Hi guys,
Kiran just committed a first shot for the Mavibot bulk load feature.
It's working, at least for a limited set of data (we tested it with 30
000 entries generated with MakeLDIF).
There are still a lot to do :
- when trying to load more than 30 K entries, we get OOM. Growing the
memory is just not the right approach here
- sub-btrees are not bulk-loaded, resulting to a long time to build
indexes with duplicate values (like ObjectClass)
- the process will parse each entry twice
- some code cleanup is needed...
So for, the biggest issue is the first one. Every other are just minor
(and I think Kiran is already working on them).
The pb is that we won't be able to store all the read entries in memory,
so we have to pre-process them in some ways. Some constraints have to be
taken into account :
- when we inject an entry into the MasterTable, we have to add the
entryCSN and entryUUID if they aren't existing
- we also have to add the parentID in each entry, which means we have to
know which is the parent
- the RDN index is also built in a specific order
- that means we have to order the entries
- but we also have to order every indexed attribute if we want to build
the associated b-trees
Most of those issues would be easy to deal with if we can sort the
various elements before starting to build the b-trees.

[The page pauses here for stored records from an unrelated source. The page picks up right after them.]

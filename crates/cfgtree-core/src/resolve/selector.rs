//! Cfg file specifications and repeat composition
//!
//! A cfg list entry reads `file[:sec...]`. Section tokens containing `+`
//! split the request for one file into several resolution passes.

use crate::config::ResolverSettings;
use crate::{Error, Result};
use cfgtree_fs::NormalizedPath;

/// One resolution pass over one cfg file.
#[derive(Debug, Clone, PartialEq, Eq)]
pub struct CfgPass {
    pub path: NormalizedPath,
    pub sections: Vec<String>,
    /// Runs against the index loaded for the previous pass.
    pub repeat: bool,
    pub exclude_common: bool,
}

/// A repeat pass before it is bound to a file.
#[derive(Debug, Clone, PartialEq, Eq)]
pub struct RepeatRequest {
    pub sections: Vec<String>,
    pub exclude_common: bool,
}

/// Flatten a cfg list, splitting comma-separated entries.
pub fn split_cfg_list<S: AsRef<str>>(entries: &[S]) -> Vec<String> {
    entries
        .iter()
        .flat_map(|entry| entry.as_ref().split(','))
        .map(str::trim)
        .filter(|entry| !entry.is_empty())
        .map(str::to_string)
        .collect()
}

/// Split section tokens into the base request and its repeat passes.
///
/// `name+e1+e2` keeps `name` in the base and adds one pass per extra,
/// each extra followed by the tokens up to the next `+` token. A token
/// starting with `++` turns all of its names into repeats and removes the
/// tokens it governs from the base; `+++` also drops common sections from
/// those repeats.
pub fn compose_repeats(mut tokens: Vec<String>) -> (Vec<String>, Vec<RepeatRequest>) {
    let repeated: Vec<usize> = tokens
        .iter()
        .enumerate()
        .filter(|(_, token)| token.contains('+'))
        .map(|(i, _)| i)
        .collect();

    let mut repeats = Vec::new();
    let mut excluded = vec![false; tokens.len()];

    for (k, &id) in repeated.iter().enumerate() {
        let token = std::mem::take(&mut tokens[id]);
        let (names, exclusive, exclude_common) = if token.starts_with("++") {
            let marks = if token.starts_with("+++") { 3 } else { 2 };
            let names: Vec<String> = token[marks..].split('+').map(str::to_string).collect();
            (names, true, marks == 3)
        } else {
            let mut parts = token.split('+').map(str::to_string);
            tokens[id] = parts.next().unwrap_or_default();
            (parts.collect(), false, false)
        };

        let start = id + 1;
        let end = repeated.get(k + 1).copied().unwrap_or(tokens.len());
        let governed = &tokens[start..end];

        for name in names.into_iter().filter(|n| !n.is_empty()) {
            let mut sections = vec![name];
            sections.extend(governed.iter().cloned());
            repeats.push(RepeatRequest {
                sections,
                exclude_common,
            });
        }
        if exclusive {
            excluded[start..end].iter_mut().for_each(|e| *e = true);
        }
    }

    let base = tokens
        .into_iter()
        .zip(excluded)
        .filter(|(token, excluded)| !excluded && !token.is_empty())
        .map(|(token, _)| token)
        .collect();
    (base, repeats)
}

/// Plan the passes for one `file[:sec...]` entry.
pub fn plan_entry(entry: &str, settings: &ResolverSettings) -> Result<Vec<CfgPass>> {
    let mut parts = entry.split(':');
    let file = parts.next().unwrap_or_default();
    let file = if file.len() > 2 && file.starts_with('_') && file.ends_with('_') {
        &file[1..file.len() - 1]
    } else {
        file
    };
    let tokens: Vec<String> = parts.filter(|s| !s.is_empty()).map(str::to_string).collect();

    let path = settings.cfg_path(file);
    if !path.is_file() {
        let native = path.to_native();
        return Err(Error::FileNotFound {
            path: std::path::absolute(&native).unwrap_or(native),
        });
    }

    let (base, repeats) = compose_repeats(tokens);
    let mut passes = vec![CfgPass {
        path: path.clone(),
        sections: base,
        repeat: false,
        exclude_common: false,
    }];
    passes.extend(repeats.into_iter().map(|r| CfgPass {
        path: path.clone(),
        sections: r.sections,
        repeat: true,
        exclude_common: r.exclude_common,
    }));
    Ok(passes)
}

/// Plan the passes for a whole cfg list, in list order.
pub fn plan_passes<S: AsRef<str>>(
    entries: &[S],
    settings: &ResolverSettings,
) -> Result<Vec<CfgPass>> {
    let mut passes = Vec::new();
    for entry in split_cfg_list(entries) {
        passes.extend(plan_entry(&entry, settings)?);
    }
    Ok(passes)
}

One idea is to parse the entries from X to X+N, where N is an arbitrary
limit (it can be adapative), and create sorted files for each of the
elements (ie entries, and indexes). Once all the files created (and we
may have many), we wil just have to process them by reading the first
entry of each file, and pick the smallest one to inject it into the
associated btree. For instance :
data = G P D T N O S R B Y K
we can just deal with 4 of them in memory, so we produce 3 sorted files :
f1 : D G P T
f2 : N O R S
f3 : B K Y
Now, we can create the index using the 3 files in parallel :
1) min(f1, f2, f3) -> f3 B, f3{K Y}
2) min(f1, f2, f3) -> f1 D, f1{G P T}
3) min(f1, f2, f3) -> f1 G, f1{P T}
4) min(f1, f2, f3) -> f3 K, f3{Y}
5) min(f1, f2, f3) -> f2 N, f2{O R S}
6) min(f1, f2, f3) -> f2 O, f2{R S}
7) min(f1, f2, f3) -> f1 P, f1{T}
8) min(f1, f2, f3) -> f2 R, f2{S}
9) min(f1, f2, f3) -> f2 S, f2{}
10) min(f1, f2, f3) -> f1 T, f1{}
11) min(f1, f2, f3) -> f3 Y, f3{}
As you can see, we are pulling the data in the right order from each of
the file, to generate a sorted index.
Of course, it has to be done for each index, which means we will have
many sets of files (one set per index).
All in all, I don't see any better way, but this is why I want your input !